Many analysts had initially hoped stimulus packages in China and the United States would start to show some impact in the second half of 2009, but many are now hunkering down for a longer period of weak prices.
Measures that companies are taking to cope with the sharp downturn -- such as production cuts and job culls -- along with the prospects for recovery are some of the issues to be covered at the Reuters Mining Summit next week in New York, London and Asia.
The summit, on March 9-11, includes chief executives of copper producer Freeport-McMoran, gold miner Gold Fields and aluminum giant Alcoa.
Although the resilience of gold has been a bright spot as investors seek a safe haven investment, the bulk of metals have seen dizzying price falls.
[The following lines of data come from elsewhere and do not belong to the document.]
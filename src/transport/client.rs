use super::{
    message::{UploadMessage, UploadPart},
    progress::{ProgressSink, ProgressTracker, counted_chunks},
};
use crate::{Error, Result, config::TransportConfig};
use async_trait::async_trait;
use bytes::Bytes;
use reqwest::{
    Body, Client, Response,
    multipart::{Form, Part},
};
use serde_json::Value;
use std::{sync::Arc, time::Duration};
use tracing::{debug, warn};

#[cfg_attr(test, mockall::automock)]
#[async_trait]
pub trait Transport: Send + Sync {
    /// GET `url` and decode the body as JSON.
    async fn get_json(&self, url: &str) -> Result<Value>;

    /// POST `message` as multipart/form-data, reporting upload progress to
    /// `progress`, and decode the reply as JSON.
    async fn post_multipart(
        &self,
        url: &str,
        message: &UploadMessage,
        progress: Arc<dyn ProgressSink>,
    ) -> Result<Value>;
}

pub struct HttpTransport {
    client: Client,
    chunk_size: usize,
}

impl HttpTransport {
    pub fn new(config: &TransportConfig) -> Result<Self> {
        let client = Client::builder()
            .timeout(Duration::from_secs(config.timeout_secs))
            .build()
            .map_err(|e| Error::network(format!("Failed to build HTTP client: {}", e)))?;

        Ok(Self {
            client,
            chunk_size: config.chunk_size,
        })
    }

    async fn load_parts(&self, message: &UploadMessage) -> Result<Vec<(String, Bytes, UploadPart)>> {
        let mut loaded = Vec::with_capacity(message.len());
        for (key, part) in message.iter() {
            let payload = match part {
                UploadPart::File { path, .. } => Bytes::from(tokio::fs::read(path).await?),
                UploadPart::Text(value) => Bytes::from(value.clone()),
            };
            loaded.push((key.to_string(), payload, part.clone()));
        }
        Ok(loaded)
    }
}

/// Decodes a reply as JSON. A non-2xx reply is accepted only when it still
/// carries a JSON body.
async fn read_json(response: Response) -> Result<Value> {
    let status = response.status();
    if status.is_success() {
        return Ok(response.json::<Value>().await?);
    }

    let body = response.text().await.unwrap_or_default();
    match serde_json::from_str::<Value>(&body) {
        Ok(value) => {
            warn!("Server replied {} with a JSON body, passing it on", status);
            Ok(value)
        }
        Err(_) => Err(Error::network(format!("HTTP {}: {}", status, body))),
    }
}

#[async_trait]
impl Transport for HttpTransport {
    async fn get_json(&self, url: &str) -> Result<Value> {
        debug!("GET {}", url);

        let response = self
            .client
            .get(url)
            .send()
            .await
            .map_err(|e| Error::network(format!("GET {} failed: {}", url, e)))?;

        read_json(response).await
    }

    async fn post_multipart(
        &self,
        url: &str,
        message: &UploadMessage,
        progress: Arc<dyn ProgressSink>,
    ) -> Result<Value> {
        let parts = self.load_parts(message).await?;
        let total: u64 = parts.iter().map(|(_, payload, _)| payload.len() as u64).sum();
        debug!("POST {} with {} parts, {} payload bytes", url, parts.len(), total);

        let tracker = ProgressTracker::new(total, progress);
        let mut form = Form::new();
        for (key, payload, part) in parts {
            let length = payload.len() as u64;
            let body = Body::wrap_stream(counted_chunks(payload, self.chunk_size, tracker.clone()));
            let multipart = match part {
                UploadPart::File {
                    file_name,
                    content_type,
                    ..
                } => Part::stream_with_length(body, length)
                    .file_name(file_name)
                    .mime_str(&content_type)
                    .map_err(|e| Error::network(format!("Invalid content type: {}", e)))?,
                UploadPart::Text(_) => Part::stream_with_length(body, length),
            };
            form = form.part(key, multipart);
        }

        let response = self
            .client
            .post(url)
            .multipart(form)
            .send()
            .await
            .map_err(|e| Error::network(format!("POST {} failed: {}", url, e)))?;
        tracker.complete();

        read_json(response).await
    }
}
use crate::{Error, Result, transport::Transport};
use serde::{Deserialize, Serialize};
use serde_json::Value;
use std::collections::HashSet;
use tracing::{debug, info};

/// One input field a service expects, tagged by `type` on the wire.
#[derive(Debug, Clone, PartialEq, Serialize, Deserialize)]
#[serde(tag = "type", rename_all = "lowercase")]
pub enum FieldSpec {
    Volume {
        destination: String,
    },
    Slider {
        destination: String,
        minimum: f64,
        maximum: f64,
    },
}

impl FieldSpec {
    pub fn destination(&self) -> &str {
        match self {
            Self::Volume { destination } | Self::Slider { destination, .. } => destination,
        }
    }

    pub fn kind(&self) -> &'static str {
        match self {
            Self::Volume { .. } => "volume",
            Self::Slider { .. } => "slider",
        }
    }
}

/// Fetches the ordered field list a service publishes at `interface_url`.
pub async fn fetch_schema(transport: &dyn Transport, interface_url: &str) -> Result<Vec<FieldSpec>> {
    info!("Fetching interface schema from {}", interface_url);

    let body = transport.get_json(interface_url).await?;
    let fields = parse_schema(body)?;

    debug!("Interface declares {} fields", fields.len());
    Ok(fields)
}

/// Parses and validates a schema document, keeping the declared order.
pub fn parse_schema(body: Value) -> Result<Vec<FieldSpec>> {
    let Value::Array(entries) = body else {
        return Err(Error::schema("interface response is not a JSON array"));
    };

    let mut seen = HashSet::new();
    let mut fields = Vec::with_capacity(entries.len());
    for (index, entry) in entries.into_iter().enumerate() {
        let field: FieldSpec = serde_json::from_value(entry)
            .map_err(|e| Error::schema(format!("field {}: {}", index, e)))?;

        let destination = field.destination();
        if destination.is_empty() {
            return Err(Error::schema(format!("field {}: empty destination", index)));
        }
        if !seen.insert(destination.to_string()) {
            return Err(Error::schema(format!(
                "field {}: duplicate destination '{}'",
                index, destination
            )));
        }
        if let FieldSpec::Slider {
            minimum, maximum, ..
        } = &field
        {
            if !minimum.is_finite() || !maximum.is_finite() || minimum > maximum {
                return Err(Error::schema(format!(
                    "field {}: invalid slider bounds [{}, {}]",
                    index, minimum, maximum
                )));
            }
        }

        fields.push(field);
    }

    Ok(fields)
}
Both copper and aluminum prices have tumbled about 60 percent since touching peaks last July and have been stabilizing so far this year.
Companies and investors are wary of another leg down in prices after they were caught unawares last year when metals kept pushing higher despite the credit crunch, only to collapse later in the year.
Citigroup has been warning that copper prices, which have gained 15 percent over the past two weeks, are soon likely to lose steam.
"It is being dominated by a seasonal pattern and will likely be entering a weak phase of that pattern soon," a research note said. "We remain cautious."
Gold, however, has benefited from the financial meltdown, ending 2008 close to where it started after hitting an all-time record of $1,030 an ounce in March 2008.
Two weeks ago, spot gold prices briefly revisited the $1,000 an ounce mark, but have since retreated toward $900.
"If matters are going to spiral further out of control, then it could well turn out that ... gold is simply 'building up steam' ahead of an explosive burst up through $1,000," Citigroup said.
For industrial metals, the sector is still counting on China to again ramp up its infrastructure spending that created a huge appetite for commodities and fueled the boom.
"Stimulus and infrastructure spending in China should ultimately lead to a strong rebound in domestic demand, but without a recovery in the developed world, global commodity demand growth will likely be anemic at best," RBC's Phillips said.